Saved data entries
**********

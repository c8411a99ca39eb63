use chrono::{DateTime, Duration, Utc};
use jsonwebtoken::{decode, encode, DecodingKey, EncodingKey, Header, Validation};
use serde_json::{Map, Value};
use tracing::{debug, instrument};

use super::types::SessionClaims;
use crate::config::AppConfig;
use crate::shared::AppError;

pub(crate) const UNAUTHORIZED_MESSAGE: &str = "Unauthorized Access";

/// Configuration for JWT token operations
#[derive(Clone)]
pub struct TokenConfig {
    secret: String,
    pub expiration: Duration,
}

impl TokenConfig {
    pub fn new(secret: impl Into<String>, expiration: Duration) -> Self {
        Self {
            secret: secret.into(),
            expiration,
        }
    }

    pub fn from_config(config: &AppConfig) -> Self {
        Self::new(config.token_secret(), config.token_expiration)
    }

    /// Creates a JWT embedding every field of `identity`, issued now
    pub fn create_token(&self, identity: Map<String, Value>) -> Result<String, AppError> {
        self.create_token_at(identity, Utc::now())
    }

    /// Creates a JWT as if issued at `issued_at`. Caller-supplied `exp`/`iat` are replaced.
    #[instrument(skip(self, identity))]
    pub fn create_token_at(
        &self,
        mut identity: Map<String, Value>,
        issued_at: DateTime<Utc>,
    ) -> Result<String, AppError> {
        identity.remove("exp");
        identity.remove("iat");

        let exp = (issued_at + self.expiration).timestamp().max(0) as usize;
        debug!(
            expiration_minutes = self.expiration.num_minutes(),
            exp_timestamp = exp,
            "Creating JWT token with expiration"
        );

        let claims = SessionClaims {
            identity,
            exp,
            iat: issued_at.timestamp().max(0) as usize,
        };

        encode(
            &Header::default(),
            &claims,
            &EncodingKey::from_secret(self.secret.as_ref()),
        )
        .map_err(|e| {
            debug!(error = %e, "Failed to encode JWT token");
            AppError::JwtError(e.to_string())
        })
    }

    /// Validates signature and expiration and returns the claims.
    /// Every failure is reported as `Unauthorized`.
    #[instrument(skip(self, token))]
    pub fn validate_token(&self, token: &str) -> Result<SessionClaims, AppError> {
        debug!("Decoding and validating JWT token");

        // Expiry is exact: no clock leeway
        let mut validation = Validation::default();
        validation.leeway = 0;

        decode::<SessionClaims>(
            token,
            &DecodingKey::from_secret(self.secret.as_ref()),
            &validation,
        )
        .map(|data| {
            debug!(
                email = ?data.claims.email(),
                exp = data.claims.exp,
                "JWT token decoded successfully"
            );
            data.claims
        })
        .map_err(|e| {
            debug!(error = %e, "Failed to decode JWT token");
            AppError::Unauthorized(UNAUTHORIZED_MESSAGE.to_string())
        })
    }
}

#[cfg(test)]
mod tests {
    use super::*;
    use rstest::rstest;
    use serde_json::json;

    fn identity(email: &str) -> Map<String, Value> {
        json!({ "email": email }).as_object().cloned().unwrap()
    }

    fn config() -> TokenConfig {
        TokenConfig::new("test-secret", Duration::hours(1))
    }

    #[test]
    fn test_create_and_validate_token() {
        let config = config();

        let token = config.create_token(identity("a@x.com")).unwrap();
        assert!(!token.is_empty());

        let claims = config.validate_token(&token).unwrap();
        assert_eq!(claims.email(), Some("a@x.com"));
        assert_eq!(claims.exp - claims.iat, 3600);
    }

    #[test]
    fn test_arbitrary_fields_are_embedded() {
        let config = config();
        let payload = json!({"email": "a@x.com", "name": "Ada", "nested": {"k": [1, 2]}})
            .as_object()
            .cloned()
            .unwrap();

        let claims = config
            .validate_token(&config.create_token(payload.clone()).unwrap())
            .unwrap();
        assert_eq!(claims.identity, payload);
    }

    #[test]
    fn test_supplied_exp_is_replaced() {
        let config = config();
        let mut payload = identity("a@x.com");
        payload.insert("exp".to_string(), json!(1));

        let claims = config
            .validate_token(&config.create_token(payload).unwrap())
            .unwrap();
        assert!(claims.exp > 1);
        assert!(!claims.identity.contains_key("exp"));
    }

    #[test]
    fn test_expired_token_is_unauthorized() {
        let config = config();
        let token = config
            .create_token_at(identity("a@x.com"), Utc::now() - Duration::hours(2))
            .unwrap();

        let result = config.validate_token(&token);
        assert!(matches!(result, Err(AppError::Unauthorized(_))));
    }

    #[rstest]
    #[case(Duration::hours(1) + Duration::seconds(30), false)]
    #[case(Duration::hours(1) - Duration::seconds(30), true)]
    fn test_expiry_boundary_has_no_leeway(#[case] age: Duration, #[case] accepted: bool) {
        let config = config();
        let token = config
            .create_token_at(identity("a@x.com"), Utc::now() - age)
            .unwrap();

        let result = config.validate_token(&token);
        assert_eq!(result.is_ok(), accepted);
        if !accepted {
            assert!(matches!(result, Err(AppError::Unauthorized(_))));
        }
    }

    #[test]
    fn test_invalid_token() {
        let result = config().validate_token("invalid.token.here");
        assert!(matches!(result, Err(AppError::Unauthorized(_))));
    }

    #[test]
    fn test_token_with_different_secret() {
        let issuer = config();
        let other = TokenConfig::new("another-secret", Duration::hours(1));

        let token = issuer.create_token(identity("a@x.com")).unwrap();

        assert!(issuer.validate_token(&token).is_ok());
        assert!(matches!(
            other.validate_token(&token),
            Err(AppError::Unauthorized(_))
        ));
    }
}
use serde::{Deserialize, Serialize};

use crate::shared::{require_non_empty, validate_email, AppError};

/// Request payload for listing a new pet
#[derive(Debug, Deserialize)]
#[serde(rename_all = "camelCase")]
pub struct CreatePetRequest {
    pub name: String,
    #[serde(default)]
    pub age: Option<u32>,
    pub category: String,
    #[serde(default)]
    pub location: Option<String>,
    #[serde(default)]
    pub image: Option<String>,
    #[serde(default)]
    pub short_description: Option<String>,
    #[serde(default)]
    pub long_description: Option<String>,
    #[serde(default)]
    pub owner_email: Option<String>,
}

impl CreatePetRequest {
    pub fn validate(&self) -> Result<(), AppError> {
        require_non_empty("name", &self.name)?;
        require_non_empty("category", &self.category)?;
        if let Some(email) = &self.owner_email {
            validate_email(email)?;
        }
        Ok(())
    }
}

/// Partial update: only fields present in the body are written
#[derive(Debug, Default, Serialize, Deserialize)]
#[serde(rename_all = "camelCase", deny_unknown_fields)]
pub struct UpdatePetRequest {
    #[serde(skip_serializing_if = "Option::is_none")]
    pub name: Option<String>,
    #[serde(skip_serializing_if = "Option::is_none")]
    pub age: Option<u32>,
    #[serde(skip_serializing_if = "Option::is_none")]
    pub category: Option<String>,
    #[serde(skip_serializing_if = "Option::is_none")]
    pub location: Option<String>,
    #[serde(skip_serializing_if = "Option::is_none")]
    pub image: Option<String>,
    #[serde(skip_serializing_if = "Option::is_none")]
    pub short_description: Option<String>,
    #[serde(skip_serializing_if = "Option::is_none")]
    pub long_description: Option<String>,
    #[serde(skip_serializing_if = "Option::is_none")]
    pub adopted: Option<bool>,
}

impl UpdatePetRequest {
    pub fn validate(&self) -> Result<(), AppError> {
        if let Some(name) = &self.name {
            require_non_empty("name", name)?;
        }
        if let Some(category) = &self.category {
            require_non_empty("category", category)?;
        }
        Ok(())
    }
}

#[derive(Debug, Deserialize)]
pub struct AdoptPetRequest {
    pub adopted: bool,
}

/// Query string for GET /pets
#[derive(Debug, Default, Deserialize)]
pub struct PetListQuery {
    pub search: Option<String>,
    pub category: Option<String>,
    pub adopted: Option<bool>,
}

**********

REQUIREMENT:
Return every entry exactly; no line may be missing.

TASK RESULT:
repository c8411a99ca39eb63
use chrono::{DateTime, Duration, Utc};
use jsonwebtoken::{decode, encode, DecodingKey, EncodingKey, Header, Validation};
use serde_json::{Map, Value};
use tracing::{debug, instrument};

use super::types::SessionClaims;
use crate::config::AppConfig;
use crate::shared::AppError;

pub(crate) const UNAUTHORIZED_MESSAGE: &str = "Unauthorized Access";

/// Configuration for JWT token operations
#[derive(Clone)]
pub struct TokenConfig {
    secret: String,
    pub expiration: Duration,
}

impl TokenConfig {
    pub fn new(secret: impl Into<String>, expiration: Duration) -> Self {
        Self {
            secret: secret.into(),
            expiration,
        }
    }

    pub fn from_config(config: &AppConfig) -> Self {
        Self::new(config.token_secret(), config.token_expiration)
    }

    /// Creates a JWT embedding every field of `identity`, issued now
    pub fn create_token(&self, identity: Map<String, Value>) -> Result<String, AppError> {
        self.create_token_at(identity, Utc::now())
    }

    /// Creates a JWT as if issued at `issued_at`. Caller-supplied `exp`/`iat` are replaced.
    #[instrument(skip(self, identity))]
    pub fn create_token_at(
        &self,
        mut identity: Map<String, Value>,
        issued_at: DateTime<Utc>,
    ) -> Result<String, AppError> {
        identity.remove("exp");
        identity.remove("iat");

        let exp = (issued_at + self.expiration).timestamp().max(0) as usize;
        debug!(
            expiration_minutes = self.expiration.num_minutes(),
            exp_timestamp = exp,
            "Creating JWT token with expiration"
        );

        let claims = SessionClaims {
            identity,
            exp,
            iat: issued_at.timestamp().max(0) as usize,
        };

        encode(
            &Header::default(),
            &claims,
            &EncodingKey::from_secret(self.secret.as_ref()),
        )
        .map_err(|e| {
            debug!(error = %e, "Failed to encode JWT token");
            AppError::JwtError(e.to_string())
        })
    }

    /// Validates signature and expiration and returns the claims.
    /// Every failure is reported as `Unauthorized`.
    #[instrument(skip(self, token))]
    pub fn validate_token(&self, token: &str) -> Result<SessionClaims, AppError> {
        debug!("Decoding and validating JWT token");

        // Expiry is exact: no clock leeway
        let mut validation = Validation::default();
        validation.leeway = 0;

        decode::<SessionClaims>(
            token,
            &DecodingKey::from_secret(self.secret.as_ref()),
            &validation,
        )
        .map(|data| {
            debug!(
                email = ?data.claims.email(),
                exp = data.claims.exp,
                "JWT token decoded successfully"
            );
            data.claims
        })
        .map_err(|e| {
            debug!(error = %e, "Failed to decode JWT token");
            AppError::Unauthorized(UNAUTHORIZED_MESSAGE.to_string())
        })
    }
}

#[cfg(test)]
mod tests {
    use super::*;
    use rstest::rstest;
    use serde_json::json;

    fn identity(email: &str) -> Map<String, Value> {
        json!({ "email": email }).as_object().cloned().unwrap()
    }

    fn config() -> TokenConfig {
        TokenConfig::new("test-secret", Duration::hours(1))
    }

    #[test]
    fn test_create_and_validate_token() {
        let config = config();

        let token = config.create_token(identity("a@x.com")).unwrap();
        assert!(!token.is_empty());

        let claims = config.validate_token(&token).unwrap();
        assert_eq!(claims.email(), Some("a@x.com"));
        assert_eq!(claims.exp - claims.iat, 3600);
    }

    #[test]
    fn test_arbitrary_fields_are_embedded() {
        let config = config();
        let payload = json!({"email": "a@x.com", "name": "Ada", "nested": {"k": [1, 2]}})
            .as_object()
            .cloned()
            .unwrap();

        let claims = config
            .validate_token(&config.create_token(payload.clone()).unwrap())
            .unwrap();
        assert_eq!(claims.identity, payload);
    }

    #[test]
    fn test_supplied_exp_is_replaced() {
        let config = config();
        let mut payload = identity("a@x.com");
        payload.insert("exp".to_string(), json!(1));

        let claims = config
            .validate_token(&config.create_token(payload).unwrap())
            .unwrap();
        assert!(claims.exp > 1);
        assert!(!claims.identity.contains_key("exp"));
    }

    #[test]
    fn test_expired_token_is_unauthorized() {
        let config = config();
        let token = config
            .create_token_at(identity("a@x.com"), Utc::now() - Duration::hours(2))
            .unwrap();

        let result = config.validate_token(&token);
        assert!(matches!(result, Err(AppError::Unauthorized(_))));
    }

    #[rstest]
    #[case(Duration::hours(1) + Duration::seconds(30), false)]
    #[case(Duration::hours(1) - Duration::seconds(30), true)]
    fn test_expiry_boundary_has_no_leeway(#[case] age: Duration, #[case] accepted: bool) {
        let config = config();
        let token = config
            .create_token_at(identity("a@x.com"), Utc::now() - age)
            .unwrap();

        let result = config.validate_token(&token);
        assert_eq!(result.is_ok(), accepted);
        if !accepted {
            assert!(matches!(result, Err(AppError::Unauthorized(_))));
        }
    }

    #[test]
    fn test_invalid_token() {
        let result = config().validate_token("invalid.token.here");
        assert!(matches!(result, Err(AppError::Unauthorized(_))));
    }

    #[test]
    fn test_token_with_different_secret() {
        let issuer = config();
        let other = TokenConfig::new("another-secret", Duration::hours(1));

        let token = issuer.create_token(identity("a@x.com")).unwrap();

        assert!(issuer.validate_token(&token).is_ok());
        assert!(matches!(
            other.validate_token(&token),
            Err(AppError::Unauthorized(_))
        ));
    }
}
use serde::{Deserialize, Serialize};

use crate::shared::{require_non_empty, validate_email, AppError};

/// Request payload for listing a new pet
#[derive(Debug, Deserialize)]
#[serde(rename_all = "camelCase")]
pub struct CreatePetRequest {
    pub name: String,
    #[serde(default)]
    pub age: Option<u32>,
    pub category: String,
    #[serde(default)]
    pub location: Option<String>,
    #[serde(default)]
    pub image: Option<String>,
    #[serde(default)]
    pub short_description: Option<String>,
    #[serde(default)]
    pub long_description: Option<String>,
    #[serde(default)]
    pub owner_email: Option<String>,
}

impl CreatePetRequest {
    pub fn validate(&self) -> Result<(), AppError> {
        require_non_empty("name", &self.name)?;
        require_non_empty("category", &self.category)?;
        if let Some(email) = &self.owner_email {
            validate_email(email)?;
        }
        Ok(())
    }
}

/// Partial update: only fields present in the body are written
#[derive(Debug, Default, Serialize, Deserialize)]
#[serde(rename_all = "camelCase", deny_unknown_fields)]
pub struct UpdatePetRequest {
    #[serde(skip_serializing_if = "Option::is_none")]
    pub name: Option<String>,
    #[serde(skip_serializing_if = "Option::is_none")]
    pub age: Option<u32>,
    #[serde(skip_serializing_if = "Option::is_none")]
    pub category: Option<String>,
    #[serde(skip_serializing_if = "Option::is_none")]
    pub location: Option<String>,
    #[serde(skip_serializing_if = "Option::is_none")]
    pub image: Option<String>,
    #[serde(skip_serializing_if = "Option::is_none")]
    pub short_description: Option<String>,
    #[serde(skip_serializing_if = "Option::is_none")]
    pub long_description: Option<String>,
    #[serde(skip_serializing_if = "Option::is_none")]
    pub adopted: Option<bool>,
}

impl UpdatePetRequest {
    pub fn validate(&self) -> Result<(), AppError> {
        if let Some(name) = &self.name {
            require_non_empty("name", name)?;
        }
        if let Some(category) = &self.category {
            require_non_empty("category", category)?;
        }
        Ok(())
    }
}

#[derive(Debug, Deserialize)]
pub struct AdoptPetRequest {
    pub adopted: bool,
}

/// Query string for GET /pets
#[derive(Debug, Default, Deserialize)]
pub struct PetListQuery {
    pub search: Option<String>,
    pub category: Option<String>,
    pub adopted: Option<bool>,
}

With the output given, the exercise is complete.